Within the listing, how many lines include "completions"? Please answer with a bare number.

[[ PROVIDED DATA, beginning ]]

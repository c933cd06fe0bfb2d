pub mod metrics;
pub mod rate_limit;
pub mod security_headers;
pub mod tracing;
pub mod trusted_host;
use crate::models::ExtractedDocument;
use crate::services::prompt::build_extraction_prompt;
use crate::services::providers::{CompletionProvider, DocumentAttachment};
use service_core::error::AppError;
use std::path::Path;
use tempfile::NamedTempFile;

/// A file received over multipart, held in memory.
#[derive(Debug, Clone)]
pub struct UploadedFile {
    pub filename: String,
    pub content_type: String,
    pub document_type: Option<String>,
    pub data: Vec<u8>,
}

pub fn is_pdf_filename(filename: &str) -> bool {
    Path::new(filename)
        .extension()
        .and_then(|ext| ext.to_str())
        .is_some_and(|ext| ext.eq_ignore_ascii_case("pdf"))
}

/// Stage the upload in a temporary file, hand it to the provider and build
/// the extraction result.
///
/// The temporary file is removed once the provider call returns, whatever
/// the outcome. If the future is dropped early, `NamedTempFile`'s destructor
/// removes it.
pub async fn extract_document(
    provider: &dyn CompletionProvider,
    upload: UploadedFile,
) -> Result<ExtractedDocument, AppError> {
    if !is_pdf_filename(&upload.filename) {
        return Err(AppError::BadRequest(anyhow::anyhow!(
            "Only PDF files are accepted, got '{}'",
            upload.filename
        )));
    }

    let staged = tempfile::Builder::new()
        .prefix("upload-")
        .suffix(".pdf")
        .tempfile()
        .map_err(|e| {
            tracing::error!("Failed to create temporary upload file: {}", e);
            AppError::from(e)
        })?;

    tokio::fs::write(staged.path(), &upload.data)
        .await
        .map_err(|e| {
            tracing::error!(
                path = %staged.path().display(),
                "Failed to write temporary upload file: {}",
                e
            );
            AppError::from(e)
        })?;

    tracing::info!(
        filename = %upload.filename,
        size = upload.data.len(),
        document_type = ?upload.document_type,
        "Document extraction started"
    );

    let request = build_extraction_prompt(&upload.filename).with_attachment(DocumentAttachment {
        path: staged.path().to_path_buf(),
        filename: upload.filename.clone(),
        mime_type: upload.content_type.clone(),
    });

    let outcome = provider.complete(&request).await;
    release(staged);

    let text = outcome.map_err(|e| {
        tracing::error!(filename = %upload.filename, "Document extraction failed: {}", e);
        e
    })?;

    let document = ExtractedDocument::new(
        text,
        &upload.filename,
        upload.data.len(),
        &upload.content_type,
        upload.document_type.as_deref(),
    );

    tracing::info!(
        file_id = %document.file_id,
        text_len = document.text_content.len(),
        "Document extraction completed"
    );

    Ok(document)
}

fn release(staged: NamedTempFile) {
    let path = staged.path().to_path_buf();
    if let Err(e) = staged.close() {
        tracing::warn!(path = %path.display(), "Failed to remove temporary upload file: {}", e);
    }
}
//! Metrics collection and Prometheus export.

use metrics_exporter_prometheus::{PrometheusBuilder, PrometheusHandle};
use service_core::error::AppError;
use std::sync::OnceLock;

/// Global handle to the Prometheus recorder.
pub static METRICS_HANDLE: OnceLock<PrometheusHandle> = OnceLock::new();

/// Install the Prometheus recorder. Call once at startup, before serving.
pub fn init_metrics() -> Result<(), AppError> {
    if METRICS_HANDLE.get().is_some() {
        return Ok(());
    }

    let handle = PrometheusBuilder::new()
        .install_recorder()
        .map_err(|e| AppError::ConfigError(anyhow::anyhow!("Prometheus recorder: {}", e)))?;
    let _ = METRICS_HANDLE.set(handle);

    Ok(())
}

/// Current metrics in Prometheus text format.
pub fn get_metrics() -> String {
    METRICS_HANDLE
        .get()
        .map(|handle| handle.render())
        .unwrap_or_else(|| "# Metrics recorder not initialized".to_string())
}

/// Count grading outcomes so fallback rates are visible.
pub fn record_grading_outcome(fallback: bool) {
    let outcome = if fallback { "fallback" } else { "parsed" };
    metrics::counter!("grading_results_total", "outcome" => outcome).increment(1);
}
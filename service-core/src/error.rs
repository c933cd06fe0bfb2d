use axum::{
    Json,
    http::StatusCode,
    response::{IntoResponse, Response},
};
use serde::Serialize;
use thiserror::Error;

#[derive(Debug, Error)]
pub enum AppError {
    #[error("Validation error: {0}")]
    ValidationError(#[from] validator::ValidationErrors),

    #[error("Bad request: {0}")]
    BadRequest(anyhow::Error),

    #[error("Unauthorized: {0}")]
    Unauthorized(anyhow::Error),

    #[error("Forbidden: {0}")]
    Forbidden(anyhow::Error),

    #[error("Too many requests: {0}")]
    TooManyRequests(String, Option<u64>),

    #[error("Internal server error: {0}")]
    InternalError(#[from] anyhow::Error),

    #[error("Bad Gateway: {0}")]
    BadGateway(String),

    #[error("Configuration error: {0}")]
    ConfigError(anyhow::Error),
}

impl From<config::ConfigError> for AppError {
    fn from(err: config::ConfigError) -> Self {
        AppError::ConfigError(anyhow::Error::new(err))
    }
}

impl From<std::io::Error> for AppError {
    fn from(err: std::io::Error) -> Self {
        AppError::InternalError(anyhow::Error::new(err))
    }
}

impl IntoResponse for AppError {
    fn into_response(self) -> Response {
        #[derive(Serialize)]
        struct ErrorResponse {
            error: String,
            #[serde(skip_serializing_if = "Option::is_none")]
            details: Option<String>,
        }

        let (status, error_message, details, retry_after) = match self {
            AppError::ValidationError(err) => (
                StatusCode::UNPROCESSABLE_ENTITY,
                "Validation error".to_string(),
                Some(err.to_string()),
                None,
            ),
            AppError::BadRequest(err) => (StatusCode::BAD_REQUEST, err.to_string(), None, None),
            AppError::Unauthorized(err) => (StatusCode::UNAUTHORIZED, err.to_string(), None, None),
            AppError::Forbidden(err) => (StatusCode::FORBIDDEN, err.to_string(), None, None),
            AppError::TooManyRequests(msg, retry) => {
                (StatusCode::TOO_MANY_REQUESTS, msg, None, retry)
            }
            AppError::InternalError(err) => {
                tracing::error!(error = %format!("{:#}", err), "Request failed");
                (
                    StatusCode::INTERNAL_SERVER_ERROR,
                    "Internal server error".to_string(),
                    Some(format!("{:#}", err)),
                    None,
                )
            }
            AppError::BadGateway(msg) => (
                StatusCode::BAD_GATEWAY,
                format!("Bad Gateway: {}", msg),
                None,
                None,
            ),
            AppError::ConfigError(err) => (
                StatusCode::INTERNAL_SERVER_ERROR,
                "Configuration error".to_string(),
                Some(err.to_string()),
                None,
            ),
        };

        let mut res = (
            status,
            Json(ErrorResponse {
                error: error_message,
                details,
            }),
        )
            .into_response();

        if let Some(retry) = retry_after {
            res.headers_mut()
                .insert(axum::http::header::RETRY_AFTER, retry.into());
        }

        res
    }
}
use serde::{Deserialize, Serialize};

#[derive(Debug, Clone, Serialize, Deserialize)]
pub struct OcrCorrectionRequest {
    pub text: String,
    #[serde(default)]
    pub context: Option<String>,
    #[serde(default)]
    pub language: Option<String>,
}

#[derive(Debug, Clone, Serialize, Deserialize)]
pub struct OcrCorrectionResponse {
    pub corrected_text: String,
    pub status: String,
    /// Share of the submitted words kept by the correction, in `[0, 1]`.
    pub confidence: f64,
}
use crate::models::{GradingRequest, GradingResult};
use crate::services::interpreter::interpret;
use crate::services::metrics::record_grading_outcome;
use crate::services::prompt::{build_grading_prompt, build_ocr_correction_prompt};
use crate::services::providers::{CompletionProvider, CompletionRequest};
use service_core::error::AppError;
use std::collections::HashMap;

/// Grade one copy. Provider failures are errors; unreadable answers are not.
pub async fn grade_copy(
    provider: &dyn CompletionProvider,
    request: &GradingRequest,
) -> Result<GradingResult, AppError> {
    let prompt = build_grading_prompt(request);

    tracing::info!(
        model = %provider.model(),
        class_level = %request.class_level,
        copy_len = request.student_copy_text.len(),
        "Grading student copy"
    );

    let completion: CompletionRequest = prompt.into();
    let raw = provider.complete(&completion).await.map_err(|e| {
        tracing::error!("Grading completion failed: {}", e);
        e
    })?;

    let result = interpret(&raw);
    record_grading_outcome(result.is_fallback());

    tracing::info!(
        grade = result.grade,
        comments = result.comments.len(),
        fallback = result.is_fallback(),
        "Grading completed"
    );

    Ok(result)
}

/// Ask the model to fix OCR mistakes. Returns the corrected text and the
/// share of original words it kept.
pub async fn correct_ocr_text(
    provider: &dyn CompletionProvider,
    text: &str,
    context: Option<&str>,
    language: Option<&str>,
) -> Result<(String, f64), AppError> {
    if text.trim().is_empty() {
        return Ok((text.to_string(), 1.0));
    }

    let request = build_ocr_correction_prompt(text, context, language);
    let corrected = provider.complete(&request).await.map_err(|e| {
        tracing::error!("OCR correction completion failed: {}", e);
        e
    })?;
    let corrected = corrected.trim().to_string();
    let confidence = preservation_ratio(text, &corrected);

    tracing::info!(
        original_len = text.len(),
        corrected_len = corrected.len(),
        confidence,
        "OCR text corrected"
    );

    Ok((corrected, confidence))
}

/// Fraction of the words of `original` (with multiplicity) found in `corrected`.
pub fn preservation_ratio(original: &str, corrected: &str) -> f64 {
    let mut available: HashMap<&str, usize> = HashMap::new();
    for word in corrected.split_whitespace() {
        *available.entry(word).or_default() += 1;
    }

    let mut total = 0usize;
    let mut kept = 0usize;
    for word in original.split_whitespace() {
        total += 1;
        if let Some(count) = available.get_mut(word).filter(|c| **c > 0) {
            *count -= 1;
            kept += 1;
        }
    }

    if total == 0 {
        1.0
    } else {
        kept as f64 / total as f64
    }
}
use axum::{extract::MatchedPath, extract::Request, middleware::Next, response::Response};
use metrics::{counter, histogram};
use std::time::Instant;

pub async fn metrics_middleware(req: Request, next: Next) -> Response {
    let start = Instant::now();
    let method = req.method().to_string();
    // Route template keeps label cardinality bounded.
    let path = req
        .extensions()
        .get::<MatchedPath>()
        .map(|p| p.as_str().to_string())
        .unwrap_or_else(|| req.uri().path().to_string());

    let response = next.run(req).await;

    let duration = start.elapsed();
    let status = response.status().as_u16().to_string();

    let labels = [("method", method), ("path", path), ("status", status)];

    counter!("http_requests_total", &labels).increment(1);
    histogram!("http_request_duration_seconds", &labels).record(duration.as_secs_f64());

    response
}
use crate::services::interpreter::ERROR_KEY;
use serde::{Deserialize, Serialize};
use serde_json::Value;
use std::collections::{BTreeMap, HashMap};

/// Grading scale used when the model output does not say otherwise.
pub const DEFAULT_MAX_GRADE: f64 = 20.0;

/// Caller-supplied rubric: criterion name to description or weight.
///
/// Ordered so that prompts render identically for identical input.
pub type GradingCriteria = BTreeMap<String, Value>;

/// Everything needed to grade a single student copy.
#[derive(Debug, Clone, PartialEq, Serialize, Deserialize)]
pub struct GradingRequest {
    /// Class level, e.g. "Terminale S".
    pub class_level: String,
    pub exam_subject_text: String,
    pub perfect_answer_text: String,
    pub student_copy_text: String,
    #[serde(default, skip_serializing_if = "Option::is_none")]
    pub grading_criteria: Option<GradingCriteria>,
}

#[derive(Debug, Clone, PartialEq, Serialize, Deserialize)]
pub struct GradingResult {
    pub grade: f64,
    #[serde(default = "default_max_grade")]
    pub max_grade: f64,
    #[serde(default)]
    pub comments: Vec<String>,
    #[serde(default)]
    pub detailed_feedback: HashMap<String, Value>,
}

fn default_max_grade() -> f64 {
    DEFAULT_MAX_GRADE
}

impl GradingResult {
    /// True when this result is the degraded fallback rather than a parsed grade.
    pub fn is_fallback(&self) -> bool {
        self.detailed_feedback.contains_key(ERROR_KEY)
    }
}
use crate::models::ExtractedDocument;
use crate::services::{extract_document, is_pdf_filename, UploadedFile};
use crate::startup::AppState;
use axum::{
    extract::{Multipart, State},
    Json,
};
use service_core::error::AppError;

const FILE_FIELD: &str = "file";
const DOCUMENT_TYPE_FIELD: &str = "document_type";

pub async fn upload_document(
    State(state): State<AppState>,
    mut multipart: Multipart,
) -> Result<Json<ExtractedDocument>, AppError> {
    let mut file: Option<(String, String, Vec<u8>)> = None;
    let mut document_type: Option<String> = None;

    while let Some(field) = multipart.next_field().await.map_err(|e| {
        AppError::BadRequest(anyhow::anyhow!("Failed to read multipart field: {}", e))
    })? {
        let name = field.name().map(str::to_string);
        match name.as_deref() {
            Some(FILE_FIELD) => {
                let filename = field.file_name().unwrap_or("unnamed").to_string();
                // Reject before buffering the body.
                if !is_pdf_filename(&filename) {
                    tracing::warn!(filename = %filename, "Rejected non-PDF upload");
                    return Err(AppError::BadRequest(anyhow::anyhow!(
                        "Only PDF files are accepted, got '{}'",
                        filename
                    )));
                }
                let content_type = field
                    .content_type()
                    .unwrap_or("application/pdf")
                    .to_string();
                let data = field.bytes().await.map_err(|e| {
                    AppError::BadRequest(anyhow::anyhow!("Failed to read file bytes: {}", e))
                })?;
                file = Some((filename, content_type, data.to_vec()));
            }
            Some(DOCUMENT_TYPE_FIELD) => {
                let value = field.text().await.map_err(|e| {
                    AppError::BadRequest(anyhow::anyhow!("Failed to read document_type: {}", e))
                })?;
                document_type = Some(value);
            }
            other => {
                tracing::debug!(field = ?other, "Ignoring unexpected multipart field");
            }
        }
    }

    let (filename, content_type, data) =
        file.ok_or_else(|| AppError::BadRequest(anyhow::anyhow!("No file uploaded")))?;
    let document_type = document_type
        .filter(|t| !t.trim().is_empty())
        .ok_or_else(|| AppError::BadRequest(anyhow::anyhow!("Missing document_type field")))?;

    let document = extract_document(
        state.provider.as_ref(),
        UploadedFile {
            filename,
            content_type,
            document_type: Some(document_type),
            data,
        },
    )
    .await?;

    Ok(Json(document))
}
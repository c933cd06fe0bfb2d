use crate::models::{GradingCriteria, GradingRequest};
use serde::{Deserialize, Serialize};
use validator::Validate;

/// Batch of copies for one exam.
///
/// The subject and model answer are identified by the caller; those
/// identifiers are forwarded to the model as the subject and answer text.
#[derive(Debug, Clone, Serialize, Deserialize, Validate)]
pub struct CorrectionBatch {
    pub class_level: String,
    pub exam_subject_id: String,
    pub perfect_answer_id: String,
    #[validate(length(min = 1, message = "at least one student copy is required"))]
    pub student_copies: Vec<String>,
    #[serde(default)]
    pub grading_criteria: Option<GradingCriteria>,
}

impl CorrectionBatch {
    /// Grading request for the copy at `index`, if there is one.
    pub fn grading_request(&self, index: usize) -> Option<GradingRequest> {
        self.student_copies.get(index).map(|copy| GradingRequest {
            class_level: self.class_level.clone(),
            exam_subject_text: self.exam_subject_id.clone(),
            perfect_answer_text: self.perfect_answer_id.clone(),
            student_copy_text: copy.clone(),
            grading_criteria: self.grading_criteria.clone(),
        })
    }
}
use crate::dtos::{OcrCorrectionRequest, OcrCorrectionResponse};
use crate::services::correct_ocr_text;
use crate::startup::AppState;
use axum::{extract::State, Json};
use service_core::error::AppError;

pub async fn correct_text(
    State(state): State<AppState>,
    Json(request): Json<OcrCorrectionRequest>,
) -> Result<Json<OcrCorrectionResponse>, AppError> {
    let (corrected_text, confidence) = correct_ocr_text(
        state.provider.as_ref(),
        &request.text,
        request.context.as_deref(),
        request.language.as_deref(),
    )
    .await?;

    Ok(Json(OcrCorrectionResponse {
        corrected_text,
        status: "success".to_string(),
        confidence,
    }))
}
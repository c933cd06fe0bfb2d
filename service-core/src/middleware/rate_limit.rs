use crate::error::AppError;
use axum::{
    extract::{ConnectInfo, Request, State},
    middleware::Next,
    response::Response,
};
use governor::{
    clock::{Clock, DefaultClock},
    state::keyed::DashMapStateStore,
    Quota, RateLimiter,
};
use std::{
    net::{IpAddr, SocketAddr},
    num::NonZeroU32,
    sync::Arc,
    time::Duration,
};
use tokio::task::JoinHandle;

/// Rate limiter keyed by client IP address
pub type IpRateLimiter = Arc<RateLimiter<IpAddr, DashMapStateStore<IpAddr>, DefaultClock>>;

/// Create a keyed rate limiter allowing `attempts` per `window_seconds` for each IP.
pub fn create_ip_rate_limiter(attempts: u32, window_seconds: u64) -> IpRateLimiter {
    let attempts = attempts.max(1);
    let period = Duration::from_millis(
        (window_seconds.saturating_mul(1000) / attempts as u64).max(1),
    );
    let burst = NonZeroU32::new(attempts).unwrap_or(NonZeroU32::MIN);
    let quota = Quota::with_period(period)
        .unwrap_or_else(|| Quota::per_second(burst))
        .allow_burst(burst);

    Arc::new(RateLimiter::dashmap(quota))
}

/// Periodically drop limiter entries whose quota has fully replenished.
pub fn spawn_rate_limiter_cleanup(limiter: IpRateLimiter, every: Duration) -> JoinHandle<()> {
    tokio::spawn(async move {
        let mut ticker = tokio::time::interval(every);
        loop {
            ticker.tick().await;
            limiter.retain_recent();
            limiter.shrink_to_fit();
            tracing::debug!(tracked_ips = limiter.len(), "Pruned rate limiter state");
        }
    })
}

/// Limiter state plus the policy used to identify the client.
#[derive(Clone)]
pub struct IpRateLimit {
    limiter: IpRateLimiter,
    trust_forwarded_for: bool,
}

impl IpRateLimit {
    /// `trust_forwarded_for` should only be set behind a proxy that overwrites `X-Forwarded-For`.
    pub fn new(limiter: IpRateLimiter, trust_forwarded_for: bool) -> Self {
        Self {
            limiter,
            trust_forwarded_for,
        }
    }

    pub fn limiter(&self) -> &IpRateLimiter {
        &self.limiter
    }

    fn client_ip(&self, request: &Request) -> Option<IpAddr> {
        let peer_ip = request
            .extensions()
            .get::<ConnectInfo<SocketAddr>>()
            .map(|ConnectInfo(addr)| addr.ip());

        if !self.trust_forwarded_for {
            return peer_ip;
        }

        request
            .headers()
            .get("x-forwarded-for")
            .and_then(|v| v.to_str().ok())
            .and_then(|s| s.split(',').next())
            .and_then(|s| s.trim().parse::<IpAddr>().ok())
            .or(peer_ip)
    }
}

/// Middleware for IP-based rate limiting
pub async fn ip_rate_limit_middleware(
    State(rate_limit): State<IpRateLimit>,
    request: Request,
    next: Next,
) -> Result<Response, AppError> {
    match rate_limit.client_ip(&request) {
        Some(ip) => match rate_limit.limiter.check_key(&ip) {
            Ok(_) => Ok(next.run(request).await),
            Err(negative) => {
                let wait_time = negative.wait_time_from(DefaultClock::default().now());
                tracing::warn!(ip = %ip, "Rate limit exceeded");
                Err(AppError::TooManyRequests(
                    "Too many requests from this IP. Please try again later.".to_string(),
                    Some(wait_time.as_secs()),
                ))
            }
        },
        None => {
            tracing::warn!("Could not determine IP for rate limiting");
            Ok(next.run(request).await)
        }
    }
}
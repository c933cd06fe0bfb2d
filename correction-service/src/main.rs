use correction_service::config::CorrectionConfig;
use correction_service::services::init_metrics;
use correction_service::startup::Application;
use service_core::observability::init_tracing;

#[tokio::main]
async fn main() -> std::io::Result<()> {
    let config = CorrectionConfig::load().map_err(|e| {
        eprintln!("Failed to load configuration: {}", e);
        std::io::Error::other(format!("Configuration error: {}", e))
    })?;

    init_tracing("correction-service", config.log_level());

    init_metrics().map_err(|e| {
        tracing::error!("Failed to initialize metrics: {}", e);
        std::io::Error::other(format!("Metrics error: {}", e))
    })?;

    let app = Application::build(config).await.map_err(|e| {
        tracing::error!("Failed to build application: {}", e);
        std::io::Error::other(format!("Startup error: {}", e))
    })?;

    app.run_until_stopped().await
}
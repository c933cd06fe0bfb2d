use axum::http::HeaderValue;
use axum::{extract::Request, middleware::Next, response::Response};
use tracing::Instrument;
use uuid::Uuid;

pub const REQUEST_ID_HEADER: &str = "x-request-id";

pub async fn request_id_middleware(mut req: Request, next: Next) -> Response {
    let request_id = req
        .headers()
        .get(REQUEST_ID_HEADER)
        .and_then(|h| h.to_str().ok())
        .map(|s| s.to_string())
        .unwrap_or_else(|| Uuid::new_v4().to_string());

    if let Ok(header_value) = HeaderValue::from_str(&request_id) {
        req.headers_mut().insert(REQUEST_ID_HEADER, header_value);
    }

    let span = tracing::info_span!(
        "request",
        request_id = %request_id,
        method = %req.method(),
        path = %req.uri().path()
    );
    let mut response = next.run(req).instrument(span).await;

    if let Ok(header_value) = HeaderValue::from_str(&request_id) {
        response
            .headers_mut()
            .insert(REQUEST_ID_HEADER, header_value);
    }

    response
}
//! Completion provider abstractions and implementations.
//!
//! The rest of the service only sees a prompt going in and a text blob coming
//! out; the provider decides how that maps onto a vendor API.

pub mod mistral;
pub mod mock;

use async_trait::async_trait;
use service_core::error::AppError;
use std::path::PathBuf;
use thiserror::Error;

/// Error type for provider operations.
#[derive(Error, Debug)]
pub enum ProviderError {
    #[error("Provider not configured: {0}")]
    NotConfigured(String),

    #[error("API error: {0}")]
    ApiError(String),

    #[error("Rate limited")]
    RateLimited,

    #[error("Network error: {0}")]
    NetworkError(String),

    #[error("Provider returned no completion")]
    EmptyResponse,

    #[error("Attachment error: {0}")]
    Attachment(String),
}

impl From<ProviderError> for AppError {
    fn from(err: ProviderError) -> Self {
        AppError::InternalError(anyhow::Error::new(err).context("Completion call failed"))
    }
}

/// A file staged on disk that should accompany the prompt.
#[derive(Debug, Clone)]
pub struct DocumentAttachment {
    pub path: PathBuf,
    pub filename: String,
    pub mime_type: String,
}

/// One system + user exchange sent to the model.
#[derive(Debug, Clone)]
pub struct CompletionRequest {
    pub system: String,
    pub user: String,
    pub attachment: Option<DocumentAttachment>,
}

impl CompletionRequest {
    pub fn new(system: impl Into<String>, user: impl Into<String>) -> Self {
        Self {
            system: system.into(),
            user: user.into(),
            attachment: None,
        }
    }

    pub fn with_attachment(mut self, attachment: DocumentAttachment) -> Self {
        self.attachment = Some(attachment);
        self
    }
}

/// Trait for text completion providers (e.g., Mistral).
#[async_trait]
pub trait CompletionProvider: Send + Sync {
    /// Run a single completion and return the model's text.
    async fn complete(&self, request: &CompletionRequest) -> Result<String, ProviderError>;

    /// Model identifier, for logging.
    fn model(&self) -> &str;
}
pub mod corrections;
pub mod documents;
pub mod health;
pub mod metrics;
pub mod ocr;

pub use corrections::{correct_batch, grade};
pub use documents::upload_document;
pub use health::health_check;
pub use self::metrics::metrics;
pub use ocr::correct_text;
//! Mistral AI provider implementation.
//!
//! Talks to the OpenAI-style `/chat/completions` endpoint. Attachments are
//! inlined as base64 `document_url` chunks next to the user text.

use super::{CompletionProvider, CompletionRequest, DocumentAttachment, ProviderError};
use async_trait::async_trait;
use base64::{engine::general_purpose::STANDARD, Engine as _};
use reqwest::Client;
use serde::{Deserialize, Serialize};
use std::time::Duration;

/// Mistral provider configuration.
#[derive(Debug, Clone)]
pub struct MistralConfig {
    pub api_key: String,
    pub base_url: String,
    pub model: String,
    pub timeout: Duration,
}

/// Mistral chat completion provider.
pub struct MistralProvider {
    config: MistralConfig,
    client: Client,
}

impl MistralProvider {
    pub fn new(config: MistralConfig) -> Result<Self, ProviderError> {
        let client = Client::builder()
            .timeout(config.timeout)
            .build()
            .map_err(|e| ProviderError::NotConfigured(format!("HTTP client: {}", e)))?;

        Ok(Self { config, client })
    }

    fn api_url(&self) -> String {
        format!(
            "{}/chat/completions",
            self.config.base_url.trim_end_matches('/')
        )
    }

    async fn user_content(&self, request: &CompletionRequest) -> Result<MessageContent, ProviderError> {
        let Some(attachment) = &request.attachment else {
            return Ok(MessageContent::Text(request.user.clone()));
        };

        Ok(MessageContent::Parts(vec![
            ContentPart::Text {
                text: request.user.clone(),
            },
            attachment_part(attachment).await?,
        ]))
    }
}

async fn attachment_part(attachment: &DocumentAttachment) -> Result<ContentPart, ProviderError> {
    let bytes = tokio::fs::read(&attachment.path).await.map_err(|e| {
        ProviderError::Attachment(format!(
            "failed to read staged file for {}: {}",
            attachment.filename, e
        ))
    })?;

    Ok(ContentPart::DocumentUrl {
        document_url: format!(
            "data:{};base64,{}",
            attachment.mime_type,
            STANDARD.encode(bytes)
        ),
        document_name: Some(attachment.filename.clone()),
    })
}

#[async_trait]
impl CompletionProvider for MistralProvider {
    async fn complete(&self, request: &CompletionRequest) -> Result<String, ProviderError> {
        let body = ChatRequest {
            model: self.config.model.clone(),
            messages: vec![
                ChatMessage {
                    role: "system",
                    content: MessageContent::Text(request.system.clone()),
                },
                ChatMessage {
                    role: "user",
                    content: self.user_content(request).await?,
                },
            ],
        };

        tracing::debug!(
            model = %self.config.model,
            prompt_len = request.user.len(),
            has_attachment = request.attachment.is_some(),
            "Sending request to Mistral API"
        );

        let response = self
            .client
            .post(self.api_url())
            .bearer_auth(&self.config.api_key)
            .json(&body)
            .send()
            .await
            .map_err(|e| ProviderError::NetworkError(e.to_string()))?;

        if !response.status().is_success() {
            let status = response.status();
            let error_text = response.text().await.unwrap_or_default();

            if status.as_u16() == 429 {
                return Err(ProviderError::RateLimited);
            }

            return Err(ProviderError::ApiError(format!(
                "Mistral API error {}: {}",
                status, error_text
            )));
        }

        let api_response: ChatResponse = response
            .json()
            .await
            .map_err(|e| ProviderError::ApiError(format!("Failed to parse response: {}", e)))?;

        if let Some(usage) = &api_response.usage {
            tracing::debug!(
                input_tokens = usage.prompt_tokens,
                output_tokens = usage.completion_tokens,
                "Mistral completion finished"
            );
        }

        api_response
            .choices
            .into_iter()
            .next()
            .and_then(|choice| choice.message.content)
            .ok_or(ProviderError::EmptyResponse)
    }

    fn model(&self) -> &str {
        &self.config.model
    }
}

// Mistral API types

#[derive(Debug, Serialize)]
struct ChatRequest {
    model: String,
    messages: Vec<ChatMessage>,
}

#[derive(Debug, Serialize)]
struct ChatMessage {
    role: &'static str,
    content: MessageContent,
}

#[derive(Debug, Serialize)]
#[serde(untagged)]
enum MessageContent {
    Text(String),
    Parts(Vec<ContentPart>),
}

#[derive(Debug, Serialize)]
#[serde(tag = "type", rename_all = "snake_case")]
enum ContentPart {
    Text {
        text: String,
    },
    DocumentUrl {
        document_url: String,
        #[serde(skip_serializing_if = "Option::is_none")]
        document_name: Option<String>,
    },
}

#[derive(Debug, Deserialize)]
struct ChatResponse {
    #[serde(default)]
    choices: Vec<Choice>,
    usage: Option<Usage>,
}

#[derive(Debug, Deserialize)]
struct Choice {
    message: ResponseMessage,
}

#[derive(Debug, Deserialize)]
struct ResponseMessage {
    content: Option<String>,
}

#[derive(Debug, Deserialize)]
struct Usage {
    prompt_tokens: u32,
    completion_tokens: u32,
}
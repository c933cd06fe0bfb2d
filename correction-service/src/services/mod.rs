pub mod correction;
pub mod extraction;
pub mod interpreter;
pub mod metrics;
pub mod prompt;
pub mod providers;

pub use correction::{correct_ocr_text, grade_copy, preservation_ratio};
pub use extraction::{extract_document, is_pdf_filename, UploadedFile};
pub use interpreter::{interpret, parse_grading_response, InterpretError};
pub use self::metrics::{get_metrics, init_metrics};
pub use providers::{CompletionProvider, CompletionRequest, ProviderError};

[[ PROVIDED DATA, end ]]

WRITTEN SOLUTION>
2